- Born: Michael Ekkehard Hansen Wuppertal, Germany
- Education: University of Bonn (LLM) Columbia University (MBA)
- Occupation: CEO of Cengage

= Michael E. Hansen =

German lawyer

Michael Ekkehard Hansen is a German lawyer who is the chief executive officer of Cengage Learning. Hansen specialises in the evolution of the educational publishing industry, especially the transition the industry is making from print to digital and the development of new digital product lines.

==Career==
Hansen was born and grew up in Wuppertal, Germany. He received a Master of Laws from the University of Bonn, Germany. He then obtained an MBA in from Columbia University. Hansen joined the Boston Consulting Group in New York in 1989, staying for 11 years. He rose to become a partner and co-chairman of the company's e-business and media practice. After serving briefly as head of international operations at Proxicom, an internet focused technology company, he moved to Bertelsmann, a German media corporation, as executive Vice President of Operational Excellence.
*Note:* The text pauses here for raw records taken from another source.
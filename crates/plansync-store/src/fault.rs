//! Transport fault injection
//!
//! Wraps a real store and answers some calls with
//! [`StoreError::Transport`] before they reach it. Faults are either
//! scripted (`fail_next_writes`) or drawn from a seeded RNG so simulations
//! stay reproducible.

use crate::error::StoreError;
use crate::store::{MetadataPatch, ProjectDocumentStore, WriteOutcome, WriteRequest};
use parking_lot::Mutex;
use plansync_document::{DocumentId, NewDocument, ProjectDocument};
use rand::{rngs::StdRng, Rng, SeedableRng};
use std::sync::atomic::{AtomicU32, AtomicU64, Ordering};
use std::sync::Arc;

/// Random fault configuration
#[derive(Debug, Clone, Copy, PartialEq)]
pub struct FaultPlan {
    /// Probability in `[0, 1]` that any call fails with a transport error
    pub transport_failure_rate: f64,
    /// RNG seed
    pub seed: u64,
}

impl FaultPlan {
    /// No random faults
    #[inline]
    #[must_use]
    pub fn none() -> Self {
        Self {
            transport_failure_rate: 0.0,
            seed: 0,
        }
    }

    /// Seeded failure rate
    #[inline]
    #[must_use]
    pub fn flaky(transport_failure_rate: f64, seed: u64) -> Self {
        Self {
            transport_failure_rate: transport_failure_rate.clamp(0.0, 1.0),
            seed,
        }
    }
}

impl Default for FaultPlan {
    fn default() -> Self {
        Self::none()
    }
}

/// Store wrapper that injects transport failures
#[derive(Debug)]
pub struct FaultInjectingStore<S> {
    inner: Arc<S>,
    plan: FaultPlan,
    rng: Mutex<StdRng>,
    scripted_write_failures: AtomicU32,
    scripted_read_failures: AtomicU32,
    attempted_writes: AtomicU64,
    injected_faults: AtomicU64,
}

impl<S: ProjectDocumentStore> FaultInjectingStore<S> {
    /// Wrap a store with only scripted faults
    #[must_use]
    pub fn new(inner: Arc<S>) -> Self {
        Self::with_plan(inner, FaultPlan::none())
    }

    /// Wrap a store with a random fault plan
    #[must_use]
    pub fn with_plan(inner: Arc<S>, plan: FaultPlan) -> Self {
        Self {
            inner,
            rng: Mutex::new(StdRng::seed_from_u64(plan.seed)),
            plan,
            scripted_write_failures: AtomicU32::new(0),
            scripted_read_failures: AtomicU32::new(0),
            attempted_writes: AtomicU64::new(0),
            injected_faults: AtomicU64::new(0),
        }
    }

    /// Wrapped store
    #[inline]
    #[must_use]
    pub fn inner(&self) -> &Arc<S> {
        &self.inner
    }

    /// Fail the next `count` writes with transport errors
    pub fn fail_next_writes(&self, count: u32) {
        self.scripted_write_failures.store(count, Ordering::SeqCst);
    }

    /// Fail the next `count` reads with transport errors
    pub fn fail_next_reads(&self, count: u32) {
        self.scripted_read_failures.store(count, Ordering::SeqCst);
    }

    /// Write calls seen, including failed ones
    #[inline]
    #[must_use]
    pub fn attempted_writes(&self) -> u64 {
        self.attempted_writes.load(Ordering::SeqCst)
    }

    /// Faults injected so far
    #[inline]
    #[must_use]
    pub fn injected_faults(&self) -> u64 {
        self.injected_faults.load(Ordering::SeqCst)
    }

    fn maybe_fail(&self, scripted: Option<&AtomicU32>, call: &str) -> Result<(), StoreError> {
        let scripted_hit = scripted.is_some_and(|counter| {
            counter
                .fetch_update(Ordering::SeqCst, Ordering::SeqCst, |n| n.checked_sub(1))
                .is_ok()
        });
        let random_hit = !scripted_hit
            && self.plan.transport_failure_rate > 0.0
            && self.rng.lock().gen_bool(self.plan.transport_failure_rate);

        if scripted_hit || random_hit {
            self.injected_faults.fetch_add(1, Ordering::SeqCst);
            tracing::debug!("Injecting transport fault into {}", call);
            return Err(StoreError::transport(format!("injected fault during {call}")));
        }
        Ok(())
    }
}

#[async_trait::async_trait]
impl<S: ProjectDocumentStore> ProjectDocumentStore for FaultInjectingStore<S> {
    async fn read(&self, id: &DocumentId) -> Result<ProjectDocument, StoreError> {
        self.maybe_fail(Some(&self.scripted_read_failures), "read")?;
        self.inner.read(id).await
    }

    async fn create(&self, draft: NewDocument) -> Result<ProjectDocument, StoreError> {
        self.maybe_fail(None, "create")?;
        self.inner.create(draft).await
    }

    async fn write(&self, request: WriteRequest) -> Result<WriteOutcome, StoreError> {
        self.attempted_writes.fetch_add(1, Ordering::SeqCst);
        self.maybe_fail(Some(&self.scripted_write_failures), "write")?;
        self.inner.write(request).await
    }

    async fn update_metadata(
        &self,
        id: &DocumentId,
        patch: MetadataPatch,
    ) -> Result<(), StoreError> {
        self.maybe_fail(None, "update_metadata")?;
        self.inner.update_metadata(id, patch).await
    }
}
On August 14, 2006, he became the President and Chief Executive Officer of Harcourt Assessment, the educational materials arm of Reed Elsevier. From June 2008 to August 10, 2012, he served as the CEO of Health Sciences at Elsevier B.V., a division of Reed Elsevier. He served as President of Book Fairs and International at the Scholastic Corporation, and became its Executive Vice President since March 2008.

Since September 17, 2012, Hansen has been the CEO of Delmar-Cengage Learning and Cengage Learning Holdings II, Inc. He has worked on the financial restructuring of the company, which involved filing for Chapter 11 bankruptcy, eliminating approximately $4 billion in funded debt and securing $1.75 billion in exit financing.

==Personal life==
Hansen was married in 1997 but his wife Carina van Knoop died in 2020 from cancer. Hansen and van Knopp had three sons: Charles, Leonard, and Cooper. He enjoys snow skiing and Bikram yoga.